Theodoriana () is a village and former community in the Arta regional unit, Epirus, Greece. Since the 2011 local government reform, it is part of the municipality, Central Tzoumerka, of which it is a municipal unit. The municipal unit has an area of 44.398 km2. In 2011 its population was 163 for the village and 173 for the community (including the village Skarpari).  Northeast is the Trikala regional unit. The Pindos and the Athamanian mountains cross the northeastern part.  The Acheloos river flows by the village along with the GR-30 (Arta - Trikala).

The entire area of Theodoriana are mountains and pine trees along with forests dominate the whole municipality except for the upper parts and the valley areas where farmlands are located.  Some of its residents live only during the summer months and leave during the winter months.  In March 2006, the village and the area was featured on an episode of Travelling in Greece (Menoume Ellada) on ERT.

History
It was founded in 250 BC as Theodoria by Theodorus of Athamania.

In 1793, the historic Monastery of Panagia was built, where during the Turkish occupation it is said that a secret school operated and part of it was turned into a makeshift hospital and a refuge for resistance fighters.
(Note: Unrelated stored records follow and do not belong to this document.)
// ==========================================
// BatchSummaryEngine 集成测试
// ==========================================
// 职责: 验证过滤 + 累计 + 归一化的整体行为
// ==========================================

mod helpers;

use batch_summary::domain::batch::{BatchItem, BatchSnapshot, PresetTotals};
use batch_summary::domain::filter::{FilterConfiguration, SelectionDescriptor};
use batch_summary::domain::settings::{CasePackFlags, GlobalSettings, CM, KG};
use batch_summary::domain::summary::BatchSummary;
use batch_summary::domain::types::FeedState;
use batch_summary::engine::{BatchSummaryEngine, ExclusionReason, StoredCasePacked};
use helpers::test_data_builder::{plain_item, BatchItemBuilder};
use std::cell::Cell;

// ==========================================
// 测试辅助函数
// ==========================================

fn summarize(batch: &BatchSnapshot, filter: &FilterConfiguration) -> BatchSummary {
    summarize_with_settings(batch, filter, &GlobalSettings::default())
}

fn summarize_with_settings(
    batch: &BatchSnapshot,
    filter: &FilterConfiguration,
    settings: &GlobalSettings,
) -> BatchSummary {
    BatchSummaryEngine::new().summarize(batch, filter, settings, &StoredCasePacked)
}

fn assert_close(actual: f64, expected: f64) {
    assert!(
        (actual - expected).abs() < 1e-9,
        "expected {}, got {}",
        expected,
        actual
    );
}

/// 两条计入条目 + 一条已删除条目
fn scenario_items() -> Vec<BatchItem> {
    vec![
        BatchItemBuilder::new("a")
            .quantity(1)
            .ordered(1)
            .buylist(10.0, 1)
            .payout(100.0)
            .rank(20.0)
            .build(),
        BatchItemBuilder::new("b")
            .quantity(1)
            .ordered(1)
            .buylist(10.0, 1)
            .payout(100.0)
            .rank(40.0)
            .build(),
        BatchItemBuilder::new("c")
            .quantity(9)
            .ordered(9)
            .buylist(99.0, 9)
            .payout(999.0)
            .rank(1.0)
            .deleted()
            .build(),
    ]
}

// ==========================================
// 未加载批次
// ==========================================

#[test]
fn test_unloaded_batch_passes_preset_through() {
    let preset = PresetTotals {
        total_count: Some(7),
        total_quantity: Some(12),
        total_ordered: Some(15),
        total_cost: Some(80.5),
        total_payout: Some(300.0),
        total_volume: Some(42.0),
        total_weight: Some(3.5),
        avg_rank: Some(1234.0),
    };
    let mut batch = BatchSnapshot::pending(preset);
    // 未加载时条目被忽略
    batch.items = scenario_items();

    let filter = FilterConfiguration {
        filter_items_with_errors: true,
        ..Default::default()
    };
    let summary = summarize(&batch, &filter);

    assert_eq!(summary.total_count, 7);
    assert_eq!(summary.total_quantity, 12);
    assert_eq!(summary.total_ordered, 15);
    assert_eq!(summary.total_cost, 80.5);
    assert_eq!(summary.total_payout, 300.0);
    assert_eq!(summary.total_volume, 42.0);
    assert_eq!(summary.total_weight, 3.5);
    assert_eq!(summary.avg_rank, Some(1234.0));
    assert_eq!(summary.total_rank, 0.0);
}

#[test]
fn test_unloaded_batch_without_preset_is_zero() {
    let summary = summarize(
        &BatchSnapshot::pending(PresetTotals::default()),
        &FilterConfiguration::default(),
    );
    assert_eq!(summary, BatchSummary::default());
    assert!(summary.avg_rank.is_none());
}

// ==========================================
// 累计与归一化
// ==========================================

#[test]
fn test_scenario_totals() {
    batch_summary::logging::init_test();
    let batch = BatchSnapshot::loaded(scenario_items());
    let summary = summarize(&batch, &FilterConfiguration::default());

    assert_eq!(summary.total_count, 2);
    assert_eq!(summary.total_quantity, 2);
    assert_eq!(summary.total_ordered, 2);
    assert_eq!(summary.total_cost, 20.0);
    assert_eq!(summary.total_payout, 180.0);
    assert_eq!(summary.total_rank, 60.0);
    assert_eq!(summary.avg_rank, Some(30.0));
}

#[test]
fn test_empty_loaded_batch() {
    let summary = summarize(&BatchSnapshot::loaded(vec![]), &FilterConfiguration::default());
    assert_eq!(summary, BatchSummary::default());
}

#[test]
fn test_avg_rank_is_floored_weighted_mean() {
    let batch = BatchSnapshot::loaded(vec![
        BatchItemBuilder::new("a").quantity(2).ordered(2).rank(10.0).build(),
        BatchItemBuilder::new("b").quantity(1).ordered(1).rank(15.0).build(),
    ]);
    let summary = summarize(&batch, &FilterConfiguration::default());

    // (10*2 + 15*1) / 3 = 11.67 -> 11
    assert_eq!(summary.total_rank, 35.0);
    assert_eq!(summary.avg_rank, Some(11.0));
}

#[test]
fn test_zero_quantity_items_leave_avg_rank_unset() {
    let batch = BatchSnapshot::loaded(vec![
        BatchItemBuilder::new("a").ordered(3).rank(500.0).payout(10.0).build(),
    ]);
    let summary = summarize(&batch, &FilterConfiguration::default());

    assert_eq!(summary.total_count, 1);
    assert_eq!(summary.total_quantity, 0);
    assert_eq!(summary.total_ordered, 3);
    assert!(summary.avg_rank.is_none());
    assert_eq!(summary.total_payout, 10.0);
}

#[test]
fn test_net_payout_identity() {
    let batch = BatchSnapshot::loaded(vec![
        BatchItemBuilder::new("a")
            .quantity(3)
            .ordered(3)
            .buylist(2.5, 2)
            .buylist(4.0, 1)
            .payout(17.0)
            .build(),
        BatchItemBuilder::new("b").quantity(1).ordered(1).payout(8.0).build(),
    ]);
    let summary = summarize(&batch, &FilterConfiguration::default());

    assert_close(summary.total_cost, 9.0);
    assert_close(summary.total_payout + summary.total_cost, 25.0);
}

#[test]
fn test_volume_only_counts_items_with_plans() {
    let without_plan = BatchItemBuilder::new("a")
        .quantity(5)
        .ordered(5)
        .dimensions(100.0, 100.0, 100.0, 100.0)
        .build();
    let batch = BatchSnapshot::loaded(vec![without_plan.clone()]);
    let summary = summarize(&batch, &FilterConfiguration::default());

    assert_eq!(summary.total_volume, 0.0);
    assert_eq!(summary.total_weight, 5.0);

    let with_plan = BatchItemBuilder::new("b")
        .quantity(5)
        .ordered(5)
        .dimensions(100.0, 100.0, 100.0, 100.0)
        .plan("S1", "FTW3", "NONE")
        .build();
    let batch = BatchSnapshot::loaded(vec![without_plan, with_plan]);
    let summary = summarize(&batch, &FilterConfiguration::default());

    assert_eq!(summary.total_volume, 5.0);
    assert_eq!(summary.total_weight, 10.0);
}

#[test]
fn test_metric_conversion() {
    let batch = BatchSnapshot::loaded(vec![BatchItemBuilder::new("a")
        .quantity(2)
        .ordered(2)
        .dimensions(1000.0, 500.0, 200.0, 150.0)
        .plan("S1", "FTW3", "NONE")
        .build()]);
    let settings = GlobalSettings {
        metric: true,
        ..Default::default()
    };
    let summary = summarize_with_settings(&batch, &FilterConfiguration::default(), &settings);

    assert_close(summary.total_volume, (10.0 * CM) * (5.0 * CM) * (2.0 * CM) * 2.0);
    assert_close(summary.total_weight, 1.5 * KG * 2.0);
}

#[test]
fn test_overridden_unit_table() {
    let batch = BatchSnapshot::loaded(vec![BatchItemBuilder::new("a")
        .quantity(1)
        .ordered(1)
        .dimensions(100.0, 100.0, 100.0, 100.0)
        .plan("S1", "FTW3", "NONE")
        .build()]);
    let mut settings = GlobalSettings {
        metric: true,
        ..Default::default()
    };
    settings.units.length_multiplier = 2.0;
    settings.units.mass_multiplier = 3.0;

    let summary = summarize_with_settings(&batch, &FilterConfiguration::default(), &settings);
    assert_eq!(summary.total_volume, 8.0);
    assert_eq!(summary.total_weight, 3.0);
}

// ==========================================
// 纯函数性质
// ==========================================

#[test]
fn test_summarize_is_idempotent() {
    let batch = BatchSnapshot::loaded(scenario_items());
    let filter = FilterConfiguration {
        filter_items_to_receive: true,
        ..Default::default()
    };
    let before = batch.clone();

    let first = summarize(&batch, &filter);
    let second = summarize(&batch, &filter);

    assert_eq!(first, second);
    assert_eq!(batch, before);
}

#[test]
fn test_enabling_flags_never_increases_count() {
    let batch = BatchSnapshot::loaded(vec![
        BatchItemBuilder::new("a").quantity(1).ordered(3).build(),
        BatchItemBuilder::new("b").quantity(3).ordered(3).build(),
        BatchItemBuilder::new("c").quantity(0).ordered(2).shipment("S1").build(),
        BatchItemBuilder::new("d")
            .quantity(0)
            .ordered(2)
            .dimensions_feed(FeedState::Present)
            .error("stale")
            .build(),
    ]);

    let mut filter = FilterConfiguration::default();
    let mut previous = summarize(&batch, &filter).total_count;
    assert_eq!(previous, 4);

    let steps: [fn(&mut FilterConfiguration); 4] = [
        |f| f.filter_items_to_receive = true,
        |f| f.exclude_items_in_shipments = true,
        |f| f.filter_items_missing_dimensions = true,
        |f| f.filter_items_with_errors = true,
    ];
    for step in steps {
        step(&mut filter);
        let count = summarize(&batch, &filter).total_count;
        assert!(count <= previous);
        previous = count;
    }
    // 仅剩带错误且有尺寸的未收齐条目
    assert_eq!(previous, 1);
}

// ==========================================
// 过滤
// ==========================================

#[test]
fn test_filter_items_to_receive() {
    let batch = BatchSnapshot::loaded(vec![
        plain_item("a", 3, 3),
        BatchItemBuilder::new("b").quantity(2).ordered(3).damaged(1).build(),
        plain_item("c", 1, 3),
    ]);
    let filter = FilterConfiguration {
        filter_items_to_receive: true,
        ..Default::default()
    };

    let summary = summarize(&batch, &filter);
    assert_eq!(summary.total_count, 1);
    assert_eq!(summary.total_quantity, 1);
    assert_eq!(summary.total_ordered, 3);
}

#[test]
fn test_filter_items_with_errors_keeps_only_failing_items() {
    let batch = BatchSnapshot::loaded(vec![
        plain_item("ok", 1, 1),
        BatchItemBuilder::new("feed")
            .quantity(1)
            .ordered(1)
            .product_feed(FeedState::Error)
            .build(),
        BatchItemBuilder::new("plan")
            .quantity(1)
            .ordered(1)
            .plan_error("no inbound eligibility")
            .build(),
        BatchItemBuilder::new("item")
            .quantity(1)
            .ordered(1)
            .error("restricted")
            .build(),
    ]);
    let filter = FilterConfiguration {
        filter_items_with_errors: true,
        ..Default::default()
    };

    assert_eq!(summarize(&batch, &filter).total_count, 3);
}

#[test]
fn test_missing_dimensions_filter() {
    let batch = BatchSnapshot::loaded(vec![
        plain_item("missing", 1, 1),
        BatchItemBuilder::new("error")
            .quantity(1)
            .ordered(1)
            .dimensions_feed(FeedState::Error)
            .build(),
        BatchItemBuilder::new("present")
            .quantity(1)
            .ordered(1)
            .dimensions_feed(FeedState::Present)
            .build(),
    ]);
    let filter = FilterConfiguration {
        filter_items_missing_dimensions: true,
        ..Default::default()
    };

    let included = BatchSummaryEngine::new().included_items(
        &batch,
        &filter,
        &GlobalSettings::default(),
        &StoredCasePacked,
    );
    let ids: Vec<_> = included.iter().filter_map(|item| item.id.as_deref()).collect();
    assert_eq!(ids, vec!["error", "present"]);
}

#[test]
fn test_shipment_filter_matches_all_four_fields() {
    let items = vec![
        BatchItemBuilder::new("match")
            .quantity(2)
            .ordered(2)
            .plan("SHIP1", "FTW3", "SELLER_LABEL")
            .case_packed(false)
            .build(),
        BatchItemBuilder::new("case_packed")
            .quantity(4)
            .ordered(4)
            .plan("SHIP1", "FTW3", "SELLER_LABEL")
            .case_packed(true)
            .build(),
        BatchItemBuilder::new("other_fc")
            .quantity(8)
            .ordered(8)
            .plan("SHIP1", "GYR2", "SELLER_LABEL")
            .build(),
        BatchItemBuilder::new("no_plans").quantity(16).ordered(16).build(),
    ];
    let batch = BatchSnapshot::loaded(items);
    let filter = FilterConfiguration::default().select_shipment(SelectionDescriptor::new(
        "FTW3",
        "SELLER_LABEL",
        "SHIP1",
        false,
    ));

    let summary = summarize(&batch, &filter);
    assert_eq!(summary.total_count, 1);
    assert_eq!(summary.total_quantity, 2);
}

#[test]
fn test_shipment_filter_with_empty_descriptor_list_rejects_all() {
    let batch = BatchSnapshot::loaded(scenario_items());
    let mut filter = FilterConfiguration::default();
    filter.batch_items_filter.insert("SHIP1".to_string(), vec![]);

    assert!(filter.has_shipment_filter());
    assert_eq!(summarize(&batch, &filter).total_count, 0);
}

#[test]
fn test_external_case_pack_predicate() {
    let batch = BatchSnapshot::loaded(vec![
        BatchItemBuilder::new("a")
            .quantity(1)
            .ordered(1)
            .plan("S1", "FTW3", "NONE")
            .plan("S2", "FTW3", "NONE")
            .build(),
        BatchItemBuilder::new("b")
            .quantity(1)
            .ordered(1)
            .plan("S9", "FTW3", "NONE")
            .build(),
    ]);
    let filter = FilterConfiguration::default()
        .select_shipment(SelectionDescriptor::new("FTW3", "NONE", "S1", true))
        .select_shipment(SelectionDescriptor::new("FTW3", "NONE", "S2", true));

    let calls = Cell::new(0);
    let predicate = |_: &BatchItem, flags: CasePackFlags| {
        calls.set(calls.get() + 1);
        flags.fudge_case_packed
    };
    let settings = GlobalSettings {
        fudge_case_packed: true,
        ..Default::default()
    };

    let summary = BatchSummaryEngine::new().summarize(&batch, &filter, &settings, &predicate);
    assert_eq!(summary.total_count, 1);
    // 只有 "a" 的前三字段匹配, 且只计算一次
    assert_eq!(calls.get(), 1);
}

#[test]
fn test_classify_reports_first_rejecting_stage() {
    let engine = BatchSummaryEngine::new();
    let settings = GlobalSettings::default();
    let filter = FilterConfiguration {
        filter_items_with_errors: true,
        filter_items_to_receive: true,
        ..Default::default()
    };

    let clean = plain_item("clean", 0, 1);
    assert_eq!(
        engine.classify(&clean, &filter, &settings, &StoredCasePacked),
        Err(ExclusionReason::NoErrors)
    );

    let received_with_error = BatchItemBuilder::new("r")
        .quantity(1)
        .ordered(1)
        .error("x")
        .build();
    assert_eq!(
        engine.classify(&received_with_error, &filter, &settings, &StoredCasePacked),
        Err(ExclusionReason::FullyReceived)
    );

    let open_with_error = BatchItemBuilder::new("o")
        .quantity(0)
        .ordered(1)
        .error("x")
        .build();
    assert_eq!(
        engine.classify(&open_with_error, &filter, &settings, &StoredCasePacked),
        Ok(())
    );
}

#[test]
fn test_included_items_agree_with_summary() {
    let batch = BatchSnapshot::loaded(scenario_items());
    let filter = FilterConfiguration::default();
    let engine = BatchSummaryEngine::new();

    let included = engine.included_items(&batch, &filter, &GlobalSettings::default(), &StoredCasePacked);
    let summary = summarize(&batch, &filter);
    assert_eq!(included.len() as u64, summary.total_count);

    let pending = BatchSnapshot::pending(PresetTotals::default());
    assert!(engine
        .included_items(&pending, &filter, &GlobalSettings::default(), &StoredCasePacked)
        .is_empty());
}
Since 1997, Theodorians were against the construction of hydroelectric dams in the two main rivers of the village by Michaniki SA and Terna Energy SA. In the end, only one of them was built, while for the rest, after a decision of the CoC, their construction was prevented.

In 2011, during the local government reform, it merged with Agnanta, Athamania, and Melissourgoi to form the municipality of Central Tzoumerka.

Population

Climate

External links
Theodoriana on GTP Travel Pages

References

Populated places in Arta (regional unit)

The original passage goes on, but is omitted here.